April 29, 2009 11:06 AM
EngineerScotty Says:
Typo flames are lame....
April 29, 2009 11:21 AM
Bob R. Says:
No, it is "under attach" -- it's stapled to the back of some document. :-)
April 29, 2009 11:44 AM
Thor Says:
....Calling out 'flames' is more lame. I thought of it more as a suggestion, because I dig this blog... flaming is much different.
April 29, 2009 5:15 PM
The Chinuk Says:
You can't dig this blog all that much if you threaten unsubscribing over a typo.
A private email message to the blogmeister would have accomplished the same thing.
April 29, 2009 11:56 PM
q`ztal Says:
Looks like "Pro-highway" and the governor are hauling out the big guns:
April 29, 2009 11:57 PM
Dave H Says:
Looks like "Pro-highway" and the governor are hauling out the big guns:
But, but, but ... it'll make jobs!!!
Not only will it make them, but it might preserve some as well.

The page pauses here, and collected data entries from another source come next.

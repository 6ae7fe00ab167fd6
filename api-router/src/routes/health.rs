use axum::{extract::State, http::StatusCode, response::IntoResponse, Json};
use serde_json::json;
use tracing::warn;

use crate::api_state::ApiState;

pub async fn health() -> impl IntoResponse {
    Json(json!({ "status": "healthy" }))
}

pub async fn live() -> impl IntoResponse {
    StatusCode::OK
}

/// Readiness: the database and cache must both answer.
pub async fn ready(State(state): State<ApiState>) -> impl IntoResponse {
    let db_ok = state.db.client.query("RETURN 1").await.is_ok();
    let cache_ok = state.cache.health_check().await;

    if db_ok && cache_ok {
        (StatusCode::OK, Json(json!({ "status": "ready" })))
    } else {
        warn!(db_ok, cache_ok, "readiness probe failed");
        (
            StatusCode::SERVICE_UNAVAILABLE,
            Json(json!({ "status": "not ready", "db": db_ok, "cache": cache_ok })),
        )
    }
}
use surrealdb::opt::PatchOp;
use uuid::Uuid;

use crate::{error::AppError, storage::db::SurrealDbClient, stored_object};

stored_object!(Notebook, "notebook", {
    owner_id: String,
    title: String,
    description: Option<String>,
    language: String,
    tone: String,
    max_context_tokens: u32,
    #[serde(
        serialize_with = "serialize_option_datetime",
        deserialize_with = "deserialize_option_datetime",
        default
    )]
    deleted_at: Option<DateTime<Utc>>
});

impl Notebook {
    pub fn new(owner_id: String, title: String, description: Option<String>) -> Self {
        let now = Utc::now();
        Self {
            id: Uuid::new_v4().to_string(),
            created_at: now,
            updated_at: now,
            owner_id,
            title,
            description,
            language: "en".to_string(),
            tone: "neutral".to_string(),
            max_context_tokens: 4096,
            deleted_at: None,
        }
    }

    /// Fetch a notebook the given user owns. Cross-tenant access and deleted
    /// notebooks surface as NotFound so existence is never leaked.
    pub async fn get_owned(
        id: &str,
        owner_id: &str,
        db: &SurrealDbClient,
        include_deleted: bool,
    ) -> Result<Self, AppError> {
        let notebook: Option<Self> = db.get_item(id).await?;

        let notebook = notebook
            .filter(|n| n.owner_id == owner_id)
            .filter(|n| include_deleted || n.deleted_at.is_none())
            .ok_or_else(|| AppError::NotFound(format!("Notebook {id} not found")))?;

        Ok(notebook)
    }

    pub async fn list_by_owner(owner_id: &str, db: &SurrealDbClient) -> Result<Vec<Self>, AppError> {
        let notebooks: Vec<Self> = db
            .client
            .query(
                "SELECT * FROM notebook WHERE owner_id = $owner_id AND deleted_at IS NONE ORDER BY created_at DESC",
            )
            .bind(("owner_id", owner_id.to_string()))
            .await?
            .take(0)?;
        Ok(notebooks)
    }

    pub async fn update_details(
        id: &str,
        owner_id: &str,
        title: Option<String>,
        description: Option<String>,
        db: &SurrealDbClient,
    ) -> Result<Self, AppError> {
        let mut notebook = Self::get_owned(id, owner_id, db, false).await?;

        if let Some(title) = title {
            notebook.title = title;
        }
        if description.is_some() {
            notebook.description = description;
        }
        notebook.updated_at = Utc::now();

        let updated: Option<Self> = db
            .client
            .update((Self::table_name(), id))
            .content(notebook)
            .await?;

        updated.ok_or_else(|| AppError::NotFound(format!("Notebook {id} not found")))
    }

    /// Soft delete. Idempotent: deleting an already-deleted notebook is a no-op.
    pub async fn soft_delete(id: &str, owner_id: &str, db: &SurrealDbClient) -> Result<(), AppError> {
        let notebook = Self::get_owned(id, owner_id, db, true).await?;
        if notebook.deleted_at.is_some() {
            return Ok(());
        }

        let _updated: Option<Self> = db
            .client
            .update((Self::table_name(), id))
            .patch(PatchOp::replace(
                "/deleted_at",
                surrealdb::sql::Datetime::from(Utc::now()),
            ))
            .await?;
        Ok(())
    }

    /// Reverse a soft delete. Idempotent on non-deleted notebooks.
    pub async fn restore(id: &str, owner_id: &str, db: &SurrealDbClient) -> Result<Self, AppError> {
        let notebook = Self::get_owned(id, owner_id, db, true).await?;
        if notebook.deleted_at.is_none() {
            return Ok(notebook);
        }

        let updated: Option<Self> = db
            .client
            .update((Self::table_name(), id))
            .patch(PatchOp::replace("/deleted_at", None::<surrealdb::sql::Datetime>))
            .await?;

        updated.ok_or_else(|| AppError::NotFound(format!("Notebook {id} not found")))
    }
}

#[cfg(test)]
mod tests {
    use super::*;

    async fn test_db() -> SurrealDbClient {
        let namespace = "test_ns";
        let database = &Uuid::new_v4().to_string();
        SurrealDbClient::memory(namespace, database)
            .await
            .expect("Failed to start in-memory surrealdb")
    }

    #[tokio::test]
    async fn test_cross_tenant_access_is_not_found() {
        let db = test_db().await;

        let notebook = Notebook::new("owner".into(), "Physics".into(), None);
        let id = notebook.id.clone();
        db.store_item(notebook).await.expect("store");

        let result = Notebook::get_owned(&id, "intruder", &db, false).await;
        assert!(matches!(result, Err(AppError::NotFound(_))));

        let owned = Notebook::get_owned(&id, "owner", &db, false).await;
        assert!(owned.is_ok());
    }

    #[tokio::test]
    async fn test_soft_delete_excludes_from_listing() {
        let db = test_db().await;

        let keep = Notebook::new("owner".into(), "Keep".into(), None);
        let drop = Notebook::new("owner".into(), "Drop".into(), None);
        let drop_id = drop.id.clone();
        db.store_item(keep).await.expect("store keep");
        db.store_item(drop).await.expect("store drop");

        Notebook::soft_delete(&drop_id, "owner", &db)
            .await
            .expect("soft delete");

        let listed = Notebook::list_by_owner("owner", &db).await.expect("list");
        assert_eq!(listed.len(), 1);
        assert_eq!(listed[0].title, "Keep");

        // Reads exclude it too.
        let read = Notebook::get_owned(&drop_id, "owner", &db, false).await;
        assert!(matches!(read, Err(AppError::NotFound(_))));
    }

    #[tokio::test]
    async fn test_restore_is_idempotent() {
        let db = test_db().await;

        let notebook = Notebook::new("owner".into(), "Cycle".into(), None);
        let id = notebook.id.clone();
        db.store_item(notebook).await.expect("store");

        Notebook::soft_delete(&id, "owner", &db)
            .await
            .expect("delete");
        // Deleting again is a no-op, not an error.
        Notebook::soft_delete(&id, "owner", &db)
            .await
            .expect("repeat delete");

        let restored = Notebook::restore(&id, "owner", &db).await.expect("restore");
        assert!(restored.deleted_at.is_none());

        let again = Notebook::restore(&id, "owner", &db).await.expect("restore again");
        assert!(again.deleted_at.is_none());

        let listed = Notebook::list_by_owner("owner", &db).await.expect("list");
        assert_eq!(listed.len(), 1);
    }

    #[tokio::test]
    async fn test_update_details_changes_title() {
        let db = test_db().await;

        let notebook = Notebook::new("owner".into(), "Old".into(), None);
        let id = notebook.id.clone();
        db.store_item(notebook).await.expect("store");

        let updated = Notebook::update_details(&id, "owner", Some("New".into()), None, &db)
            .await
            .expect("update");
        assert_eq!(updated.title, "New");

        let fetched: Notebook = db.get_item(&id).await.expect("get").expect("present");
        assert_eq!(fetched.title, "New");
    }
}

If travel times to/from facilities in Portland get bad enough, why not relocate to Seattle, Oakland, Long Beach, or San Diego?
April 30, 2009 8:50 AM
eric Says:
You know Dave H, I would argue that building a 12-lane freeway to Vancouver would actually take jobs away from Portland and Oregon in the long run.
Suppose that 100,000 housing units were built in Clark County as a direct result of the CRC. That means $billions long-term in tax revenue north of the river.

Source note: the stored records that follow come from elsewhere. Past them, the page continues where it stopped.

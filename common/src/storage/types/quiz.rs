use uuid::Uuid;

use crate::{error::AppError, storage::db::SurrealDbClient, stored_object};

/// One multiple-choice question as produced by the LLM.
#[derive(Debug, Clone, Serialize, Deserialize, PartialEq, Eq)]
pub struct QuizQuestion {
    pub question: String,
    pub options: Vec<String>,
    pub correct_answer: String,
    #[serde(default)]
    pub explanation: String,
}

stored_object!(Quiz, "quiz", {
    notebook_id: String,
    user_id: String,
    source_id: Option<String>,
    title: String,
    questions: Vec<QuizQuestion>,
    model: String,
    version: u32,
    #[serde(
        serialize_with = "serialize_option_datetime",
        deserialize_with = "deserialize_option_datetime",
        default
    )]
    deleted_at: Option<DateTime<Utc>>
});

impl Quiz {
    #[allow(clippy::too_many_arguments)]
    pub fn new(
        notebook_id: String,
        user_id: String,
        source_id: Option<String>,
        title: String,
        questions: Vec<QuizQuestion>,
        model: String,
        version: u32,
    ) -> Self {
        let now = Utc::now();
        Self {
            id: Uuid::new_v4().to_string(),
            created_at: now,
            updated_at: now,
            notebook_id,
            user_id,
            source_id,
            title,
            questions,
            model,
            version,
            deleted_at: None,
        }
    }

    /// Monotonically increasing per-notebook version for newly persisted quizzes.
    pub async fn next_version(notebook_id: &str, db: &SurrealDbClient) -> Result<u32, AppError> {
        let max: Option<u32> = db
            .client
            .query("RETURN math::max((SELECT VALUE version FROM quiz WHERE notebook_id = $notebook_id))")
            .bind(("notebook_id", notebook_id.to_string()))
            .await?
            .take(0)?;
        Ok(max.unwrap_or(0) + 1)
    }
}

#[cfg(test)]
mod tests {
    use super::*;

    fn question() -> QuizQuestion {
        QuizQuestion {
            question: "What is A?".into(),
            options: vec!["A".into(), "B".into(), "C".into(), "D".into()],
            correct_answer: "B".into(),
            explanation: "A is B.".into(),
        }
    }

    #[tokio::test]
    async fn test_version_increments_per_notebook() {
        let namespace = "test_ns";
        let database = &Uuid::new_v4().to_string();
        let db = SurrealDbClient::memory(namespace, database)
            .await
            .expect("Failed to start in-memory surrealdb");

        let first_version = Quiz::next_version("nb", &db).await.expect("version");
        assert_eq!(first_version, 1);

        let quiz = Quiz::new(
            "nb".into(),
            "u".into(),
            None,
            "Quiz 1".into(),
            vec![question()],
            "gpt-4".into(),
            first_version,
        );
        db.store_item(quiz).await.expect("store");

        let second_version = Quiz::next_version("nb", &db).await.expect("version");
        assert_eq!(second_version, 2);

        // Other notebooks keep their own counter.
        let other = Quiz::next_version("nb_other", &db).await.expect("version");
        assert_eq!(other, 1);
    }
}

Yet if we were to keep the existing I-5 bridge as a strategic throttle on the 'Couv, those 100,000 units would likely be built in Oregon instead - under better land-use laws, with many likely to be built in dense, walkable Portland neighborhoods.
In other words, money for Oregon's tax pool and local businesses, instead of Clark Co developers and oil companies.
April 30, 2009 12:19 PM
Dave H Says:
Yet if we were to keep the existing I-5 bridge as a strategic throttle on the 'Couv, those 100,000 units would likely be built in Oregon instead...
Why Oregon instead of the Bay Area, SoCal or Seattle? If they invest in infrastructure and we refuse to it seems less likely that the jobs/houses would just stay in Oregon. If the cost of doing business in the region gets too high it's not a matter of Vancouver vs Portland, it's region vs region then.
April 30, 2009 12:33 PM
EngineerScotty Says:
The houses probably aren't going anywhere...
at any rate, the business climate of a city is based on many things--cost of doing business is one of them, but certainly not the only one. The Bay Area has a significantly higher cost of doing business (particularly the SF peninsula), yet it thrives. A lot of that has to do with the presence of Stanford University (and to a lesser extent, Berkeley), and the resulting corpus of rich and connected folk down there. (A Stanford education ain't a bad deal, either--though it seems the primary benefit of a Stanford degree is as much a PEDIgree as it is a top-flight education).
One of the big drawbacks that Portland faces, is a noted lack of really rich folk who engage in philanthropy. When your leading local "philanthropist" is Merritt Paulson... that hurts.
At the present moment, I'm not sure that traffic congestion is a deal-breaker for Portland commerce. The roads and trains are certainly less crowded in the recession; but even when the local economy was humming along; Portlanders were far better off than commuters in places like LA, Seattle/Tacoma, or the Bay Area. Much of this is simply because we're significantly smaller than these other metropoli.